= YOUR INSTRUCTIONS =
Reproduce each line from the records that holds "Some".

*** Opening RECORDS SHOWN ***

//! Request/response records exchanged with the transport collaborator.

use std::collections::BTreeMap;

use serde::{Deserialize, Serialize};
use serde_json::Value;

use crate::{domain::Method, domain::RequestId, error::ErrorCode};

#[derive(Debug, Clone, Default, PartialEq, Serialize, Deserialize)]
pub struct RequestConfig {
    #[serde(default)]
    pub request_id: RequestId,
    pub method: Method,
    pub url: String,
    #[serde(default)]
    pub params: BTreeMap<String, String>,
    #[serde(default)]
    pub headers: BTreeMap<String, String>,
    #[serde(default)]
    pub body: Option<Value>,
}

impl RequestConfig {
    pub fn new(method: Method, url: impl Into<String>) -> Self {
        Self {
            method,
            url: url.into(),
            ..Self::default()
        }
    }

    pub fn get(url: impl Into<String>) -> Self {
        Self::new(Method::Get, url)
    }

    pub fn post(url: impl Into<String>, body: Value) -> Self {
        Self::new(Method::Post, url).with_body(body)
    }

    pub fn put(url: impl Into<String>, body: Value) -> Self {
        Self::new(Method::Put, url).with_body(body)
    }

    pub fn delete(url: impl Into<String>) -> Self {
        Self::new(Method::Delete, url)
    }

    pub fn with_param(mut self, key: impl Into<String>, value: impl Into<String>) -> Self {
        self.params.insert(key.into(), value.into());
        self
    }

    pub fn with_header(mut self, key: impl Into<String>, value: impl Into<String>) -> Self {
        self.headers.insert(key.into(), value.into());
        self
    }

    pub fn with_body(mut self, body: Value) -> Self {
        self.body = Some(body);
        self
    }
}

/// The outcome of one transport call, used both as fulfillment value and as
/// rejection reason.
#[derive(Debug, Clone, PartialEq, Serialize, Deserialize)]
pub struct ResponseEnvelope {
    pub data: Value,
    /// HTTP status; `0` when no response was received at all.
    pub status: u16,
    #[serde(default)]
    pub headers: BTreeMap<String, String>,
    pub request_config: RequestConfig,
}

impl ResponseEnvelope {
    pub fn new(status: u16, data: Value, request_config: RequestConfig) -> Self {
        Self {
            data,
            status,
            headers: BTreeMap::new(),
            request_config,
        }
    }

    /// Envelope produced by a failure hook that recovers with raw data.
    pub fn recovered(data: Value, request_config: RequestConfig) -> Self {
        Self::new(200, data, request_config)
    }

    pub fn with_header(mut self, key: impl Into<String>, value: impl Into<String>) -> Self {
        self.headers.insert(key.into(), value.into());
        self
    }

    pub fn is_success(&self) -> bool {
        (200..300).contains(&self.status)
    }

    pub fn error_code(&self) -> Option<ErrorCode> {
        ErrorCode::from_status(self.status)
    }

    pub fn header(&self, key: &str) -> Option<&str> {
        self.headers
            .iter()
            .find(|(name, _)| name.eq_ignore_ascii_case(key))
            .map(|(_, value)| value.as_str())
    }

    /// Deserializes `data` into a typed record.
    pub fn json<T: serde::de::DeserializeOwned>(&self) -> Result<T, serde_json::Error> {
        T::deserialize(&self.data)
    }
}

#[cfg(test)]
mod tests {
    use serde_json::json;

    use super::*;

    #[test]
    fn header_lookup_ignores_case() {
        let envelope = ResponseEnvelope::new(200, json!(null), RequestConfig::get("/items"))
            .with_header("Content-Type", "application/json");
        assert_eq!(envelope.header("content-type"), Some("application/json"));
        assert_eq!(envelope.header("etag"), None);
    }

    #[test]
    fn classifies_success_and_failure_statuses() {
        let ok = ResponseEnvelope::new(204, json!(null), RequestConfig::delete("/items/1"));
        assert!(ok.is_success());
        assert_eq!(ok.error_code(), None);

        let missing = ResponseEnvelope::new(404, json!(null), RequestConfig::get("/items/9"));
        assert!(!missing.is_success());
        assert_eq!(missing.error_code(), Some(ErrorCode::NotFound));
    }

    #[test]
    fn decodes_typed_payload() {
        #[derive(Deserialize)]
        struct Item {
            name: String,
        }

        let envelope = ResponseEnvelope::new(
            200,
            json!({ "name": "widget" }),
            RequestConfig::get("/items/1"),
        );
        let item: Item = envelope.json().expect("decode item");
        assert_eq!(item.name, "widget");
    }

    #[test]
    fn request_config_serializes_method_uppercase() {
        let config = RequestConfig::post("/items", json!({ "name": "widget" }))
            .with_param("page", "2");
        let encoded = serde_json::to_value(&config).expect("encode");
        assert_eq!(encoded["method"], "POST");
        assert_eq!(encoded["params"]["page"], "2");
    }
}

*** Closing RECORDS SHOWN ***

= ANSWER =
        self.body = Some(body);
        assert_eq!(envelope.header("content-type"), Some("application/json"));
        assert_eq!(missing.error_code(), Some(ErrorCode::NotFound));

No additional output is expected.